Single Shot Detection (SSD) - Lite Version

Last updated on:a year ago

SSDLite is widely used to demonstrate a new backbone’s detection capability. It was first introduced in MobileNetV2.

SSDLite

All regular convolutions are replaced with separable convolutions (depthwise followed by $1\times 1$ projection). The first layer of SSDLite is attached to layer 15 (with an output stride of 16).
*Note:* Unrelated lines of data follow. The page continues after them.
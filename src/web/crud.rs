// src/web/crud.rs
//
// Turns any CrudResource into a full route set with the canonical
// response envelope. This is the single place the admin CRUD contract is
// implemented; entities only supply their queries.

use crate::error::{AppError, AppResult};
use crate::services::resource::{CrudResource, ListParams};
use crate::state::AppState;
use axum::{
    extract::{Path, Query, State},
    routing::get,
    Json, Router,
};
use serde::Serialize;
use serde_json::json;

/// Canonical success envelope: `{ "success": true, "data": ... }`.
#[derive(Debug, Serialize)]
pub struct Envelope<T> {
    pub success: bool,
    pub data: T,
}

pub fn ok<T: Serialize>(data: T) -> Json<Envelope<T>> {
    Json(Envelope {
        success: true,
        data,
    })
}

pub fn resource_router<R: CrudResource>() -> Router<AppState> {
    Router::new()
        .route("/", get(list::<R>).post(create::<R>))
        .route(
            "/{id}",
            get(find::<R>).put(update::<R>).delete(remove::<R>),
        )
}

async fn list<R: CrudResource>(
    State(state): State<AppState>,
    Query(params): Query<ListParams>,
) -> AppResult<Json<Envelope<Vec<R::Entity>>>> {
    let items = R::list(&state.db_pool, &params).await?;
    Ok(ok(items))
}

async fn find<R: CrudResource>(
    State(state): State<AppState>,
    Path(id): Path<i64>,
) -> AppResult<Json<Envelope<R::Entity>>> {
    let item = R::find(&state.db_pool, id)
        .await?
        .ok_or(AppError::NotFound(R::NAME))?;
    Ok(ok(item))
}

async fn create<R: CrudResource>(
    State(state): State<AppState>,
    Json(payload): Json<R::Payload>,
) -> AppResult<Json<Envelope<R::Entity>>> {
    let item = R::create(&state.db_pool, payload).await?;
    tracing::info!("{} created", R::NAME);
    Ok(ok(item))
}

async fn update<R: CrudResource>(
    State(state): State<AppState>,
    Path(id): Path<i64>,
    Json(payload): Json<R::Payload>,
) -> AppResult<Json<Envelope<R::Entity>>> {
    let item = R::update(&state.db_pool, id, payload).await?;
    tracing::info!("{} {} updated", R::NAME, id);
    Ok(ok(item))
}

async fn remove<R: CrudResource>(
    State(state): State<AppState>,
    Path(id): Path<i64>,
) -> AppResult<Json<Envelope<serde_json::Value>>> {
    if !R::delete(&state.db_pool, id).await? {
        return Err(AppError::NotFound(R::NAME));
    }
    tracing::info!("{} {} deleted", R::NAME, id);
    Ok(ok(json!({ "deleted": id })))
}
The rest of the SSDLite layers are connected to the last layer (with an output stride of 32).

Codes

Mobilenetv2 forward: (be a feature extractor)

## MobileNetV2
def forward(self, x):
    features = []
    for i in range(14):
        x = self.features[i](x)
    features.append(x)
    for i in range(14, len(self.features)):
        x = self.features[i](x)
    features.append(x)
    for i in range(len(self.extras)):
        x = self.extras[i](x)
        features.append(x)
    return tuple(features)

Detector framework: (construct the detection architecture)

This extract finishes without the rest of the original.